Prompt engineering: how to talk to AI more effectively
There’s an art to asking good questions. Any skilled journalist, teacher, or therapist knows
that the quality of an answer depends fundamentally on the quality of the question. With
AI, this is doubly true.
Prompt engineering is the name given to the skill of writing effective instructions for AI
models. And despite the fancy name, the principles are simple and make an immediate
difference in results.

The most common mistake: prompts that are too vague
“Help me with my text” will get a much worse result than “Revise the following paragraph
to make it more direct and professional, keeping the technical tone, for publication in an
executive report”. The difference is enormous.

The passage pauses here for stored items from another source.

use std::path::Path;

use tracing::{debug, instrument, warn};

/// Bundled copy of the location-to-grid reference table published with the
/// KMA nowcast API documentation. First line is the column header.
static BUNDLED_TABLE: &str = include_str!("../resources/grid_points.csv");

/// Fallback grid point for locations absent from the table (Seoul city hall).
pub const DEFAULT_GRID_POINT: GridPoint = GridPoint { x: 60, y: 127 };

const COMMA_DELIMITER: char = ',';
const MIN_FIELDS: usize = 7;

/// A cell on the KMA forecast grid. Distinct from geographic
/// latitude/longitude.
#[derive(Debug, Clone, Copy, PartialEq, Eq)]
pub struct GridPoint {
    pub x: u16,
    pub y: u16,
}

#[derive(Debug, Clone)]
struct GridRecord {
    province: String,
    district: String,
    neighborhood: String,
    point: GridPoint,
}

#[derive(Debug, thiserror::Error)]
pub enum LoadError {
    #[error("Failed to read grid table: {0}")]
    Io(#[from] std::io::Error),
    #[error("Grid table line {line}: expected at least 7 comma-separated fields, found {found}")]
    MissingFields { line: usize, found: usize },
    #[error("Grid table line {line}: invalid grid coordinate '{value}'")]
    InvalidCoordinate { line: usize, value: String },
}

/// The static location-to-grid reference table. Loaded once at startup and
/// shared read-only; lookups never mutate it.
#[derive(Debug, Clone)]
pub struct GridTable {
    records: Vec<GridRecord>,
}

impl GridTable {
    /// Parse the table bundled into the binary.
    pub fn bundled() -> Result<Self, LoadError> {
        Self::parse(BUNDLED_TABLE)
    }

    /// Load a table from a CSV file on disk.
    #[instrument]
    pub fn load(path: &Path) -> Result<Self, LoadError> {
        let content = std::fs::read_to_string(path)?;
        Self::parse(&content)
    }

    fn parse(content: &str) -> Result<Self, LoadError> {
        let mut records = Vec::new();

        // Skip the header line; report malformed rows by 1-based line number.
        for (idx, line) in content.lines().enumerate().skip(1) {
            if line.trim().is_empty() {
                continue;
            }

            let fields: Vec<&str> = line.split(COMMA_DELIMITER).collect();
            if fields.len() < MIN_FIELDS {
                return Err(LoadError::MissingFields {
                    line: idx + 1,
                    found: fields.len(),
                });
            }

            let x = parse_coordinate(fields[5], idx + 1)?;
            let y = parse_coordinate(fields[6], idx + 1)?;

            records.push(GridRecord {
                province: fields[2].to_string(),
                district: fields[3].to_string(),
                neighborhood: fields[4].to_string(),
                point: GridPoint { x, y },
            });
        }

        debug!("Parsed {} grid records", records.len());
        Ok(Self { records })
    }

    /// Resolve an administrative triple to its grid point.
    ///
    /// Matching is exact, in table order; if the source data carried a
    /// duplicate key the earliest row wins. Absent district/neighborhood
    /// levels are represented as empty strings. Locations not present in
    /// the table resolve to [`DEFAULT_GRID_POINT`].
    pub fn lookup(&self, province: &str, district: &str, neighborhood: &str) -> GridPoint {
        for record in &self.records {
            if record.province == province
                && record.district == district
                && record.neighborhood == neighborhood
            {
                debug!(
                    "Grid point for {} {} {}: ({}, {})",
                    province, district, neighborhood, record.point.x, record.point.y
                );
                return record.point;
            }
        }

        warn!(
            "No grid record for {} {} {}, falling back to default",
            province, district, neighborhood
        );
        DEFAULT_GRID_POINT
    }

    pub fn len(&self) -> usize {
        self.records.len()
    }

    pub fn is_empty(&self) -> bool {
        self.records.is_empty()
    }
}

fn parse_coordinate(value: &str, line: usize) -> Result<u16, LoadError> {
    value.trim().parse::<u16>().map_err(|_| LoadError::InvalidCoordinate {
        line,
        value: value.to_string(),
    })
}

#[cfg(test)]
mod tests {
    use super::*;

    const SAMPLE: &str = "\
구분,행정구역코드,1단계,2단계,3단계,격자 X,격자 Y,경도(초/100),위도(초/100)
kor,1100000000,서울특별시,,,60,127,126.98,37.56
kor,1111051500,서울특별시,종로구,청운효자동,60,127,126.97,37.58
kor,2611058000,부산광역시,중구,중앙동,97,74,129.03,35.10
";

    #[test]
    fn test_lookup_full_triple() {
        let table = GridTable::parse(SAMPLE).unwrap();
        let point = table.lookup("부산광역시", "중구", "중앙동");
        assert_eq!(point, GridPoint { x: 97, y: 74 });
    }

    #[test]
    fn test_lookup_province_only_matches_empty_columns() {
        let table = GridTable::parse(SAMPLE).unwrap();
        let point = table.lookup("서울특별시", "", "");
        assert_eq!(point, GridPoint { x: 60, y: 127 });
    }

    #[test]
    fn test_lookup_absent_triple_uses_default() {
        let table = GridTable::parse(SAMPLE).unwrap();
        let point = table.lookup("서울특별시", "없는구", "없는동");
        assert_eq!(point, DEFAULT_GRID_POINT);
    }

    #[test]
    fn test_lookup_partial_match_is_not_a_match() {
        // District must match exactly, not as a prefix of a fuller row.
        let table = GridTable::parse(SAMPLE).unwrap();
        let point = table.lookup("부산광역시", "중구", "");
        assert_eq!(point, DEFAULT_GRID_POINT);
    }

    #[test]
    fn test_header_line_is_not_data() {
        let table = GridTable::parse(SAMPLE).unwrap();
        assert_eq!(table.len(), 3);
        assert_eq!(table.lookup("1단계", "2단계", "3단계"), DEFAULT_GRID_POINT);
    }

    #[test]
    fn test_duplicate_key_first_row_wins() {
        let content = "\
header
kor,1,가도,가구,가동,10,20,0,0
kor,2,가도,가구,가동,30,40,0,0
";
        let table = GridTable::parse(content).unwrap();
        assert_eq!(table.lookup("가도", "가구", "가동"), GridPoint { x: 10, y: 20 });
    }

    #[test]
    fn test_parse_rejects_short_row() {
        let content = "header\nkor,1,가도,가구,가동,10\n";
        let err = GridTable::parse(content).unwrap_err();
        match err {
            LoadError::MissingFields { line, found } => {
                assert_eq!(line, 2);
                assert_eq!(found, 6);
            }
            e => panic!("Expected MissingFields error, got: {e:?}"),
        }
    }

    #[test]
    fn test_parse_rejects_non_integer_coordinate() {
        let content = "header\nkor,1,가도,가구,가동,abc,20,0,0\n";
        let err = GridTable::parse(content).unwrap_err();
        match err {
            LoadError::InvalidCoordinate { line, value } => {
                assert_eq!(line, 2);
                assert_eq!(value, "abc");
            }
            e => panic!("Expected InvalidCoordinate error, got: {e:?}"),
        }
    }

    #[test]
    fn test_parse_skips_blank_lines() {
        let content = "header\n\nkor,1,가도,,,10,20,0,0\n\n";
        let table = GridTable::parse(content).unwrap();
        assert_eq!(table.len(), 1);
    }

    #[test]
    fn test_load_missing_file_is_io_error() {
        let err = GridTable::load(Path::new("/nonexistent/grid_points.csv")).unwrap_err();
        assert!(matches!(err, LoadError::Io(_)));
    }

    #[test]
    fn test_bundled_table_has_cheongunhyoja_dong() {
        let table = GridTable::bundled().unwrap();
        assert!(!table.is_empty());
        let point = table.lookup("서울특별시", "종로구", "청운효자동");
        assert_eq!(point, GridPoint { x: 60, y: 127 });
    }

    #[test]
    fn test_bundled_table_busan_differs_from_default() {
        let table = GridTable::bundled().unwrap();
        let point = table.lookup("부산광역시", "", "");
        assert_eq!(point, GridPoint { x: 98, y: 76 });
        assert_ne!(point, DEFAULT_GRID_POINT);
    }
}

AI doesn’t read minds. It works with what you give it. The more context and the more
specific you are, the more useful the result will be.
Always provide context
Say who you are and what the objective is. “I’m a high school teacher and I want to create
an interactive, fun activity about photosynthesis for 15-year-olds” will generate a much
more appropriate result than simply “create an activity about photosynthesis”.

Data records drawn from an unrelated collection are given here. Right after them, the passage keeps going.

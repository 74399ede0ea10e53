//! # Command Module Unit Tests / Command 模块单元测试
//!
//! Tests for launching shell commands and capturing their output.
//!
//! 测试启动 shell 命令并捕获其输出。
#![cfg(unix)]

use bench_compare::infra::command::{CapturedOutput, shell_command, spawn_and_capture};
use tokio::process::Command;

#[tokio::test]
async fn test_captures_stdout_and_stderr_separately() {
    let (status, output) =
        spawn_and_capture(shell_command("echo out; echo err 1>&2; echo more")).await;

    assert!(status.unwrap().success());
    assert_eq!(output.stdout, "out\nmore\n");
    assert_eq!(output.stderr, "err\n");
}

#[tokio::test]
async fn test_invalid_utf8_does_not_end_capture() {
    let (status, output) = spawn_and_capture(shell_command(
        r#"printf 'caf\351 warming up\n[{"name":"x","result":1}]\n'; printf 'bad \377 byte\nstill here\n' 1>&2"#,
    ))
    .await;

    assert!(status.unwrap().success());
    assert_eq!(
        output.stdout,
        "caf\u{FFFD} warming up\n[{\"name\":\"x\",\"result\":1}]\n"
    );
    assert_eq!(output.stderr, "bad \u{FFFD} byte\nstill here\n");
}

#[tokio::test]
async fn test_reports_exit_code() {
    let (status, _) = spawn_and_capture(shell_command("exit 3")).await;
    assert_eq!(status.unwrap().code(), Some(3));
}

#[tokio::test]
async fn test_missing_program_through_shell_exits_127() {
    let (status, output) =
        spawn_and_capture(shell_command("this_command_definitely_does_not_exist_12345")).await;

    assert_eq!(status.unwrap().code(), Some(127));
    assert!(!output.stderr.is_empty());
}

#[tokio::test]
async fn test_spawn_failure_returns_error() {
    let cmd = Command::new("this_command_definitely_does_not_exist_12345");
    let (status, output) = spawn_and_capture(cmd).await;

    assert!(status.is_err());
    assert_eq!(output, CapturedOutput::default());
}

#[tokio::test]
async fn test_large_output_is_fully_captured() {
    let (status, output) = spawn_and_capture(shell_command(
        "i=0; while [ $i -lt 2000 ]; do echo line $i; echo noise $i 1>&2; i=$((i+1)); done",
    ))
    .await;

    assert!(status.unwrap().success());
    assert_eq!(output.stdout.lines().count(), 2000);
    assert_eq!(output.stderr.lines().count(), 2000);
    assert_eq!(output.stdout.lines().last(), Some("line 1999"));
}

#[test]
fn test_tail_prefers_stderr() {
    let output = CapturedOutput {
        stdout: "a\nb\n".to_string(),
        stderr: "1\n2\n3\n".to_string(),
    };
    assert_eq!(output.tail(2), "2\n3");

    let quiet = CapturedOutput {
        stdout: "a\nb\n".to_string(),
        stderr: String::new(),
    };
    assert_eq!(quiet.tail(5), "a\nb");
}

The same concept, applied to the right audience with the right tone, completely changes
what AI delivers.
Request specific formats
If you want a list, ask for a list. If you want flowing prose, say so. If you want three options
to choose from, specify. If you want bullet points with sub-points, describe the structure.
“Explain the main types of cloud computing in a table with three columns: type,
description, and example use case” will give a much more useful result than just “explain
the types of cloud computing”.
Use prompt chaining
For complex tasks, don’t try to do everything at once. Break it into steps. First ask for an
outline, then ask to develop each section, then ask for a review. Each step builds on the
previous one.
This works especially well for long texts, complex analyses, and programming projects.
Iterate without fear
The first result is rarely ideal. Use conversational feedback: “Too formal, make it more
casual”, “Too long, summarize in three paragraphs”, “Add practical examples”. AI adjusts
easily — you just have to ask.
Tricks that make a real difference
“Think step by step” before a logical or mathematical question considerably improves the
model’s reasoning. “Act as an expert in X” defines a role that improves the style of the
response. “Don’t make up information — if you don’t know, say so” reduces hallucinations.
Prompt engineering is a skill you improve with practice. Start simple, observe what works
and what doesn’t, and keep refining. Within a few weeks, you’ll find you’re getting much
better results with far fewer attempts.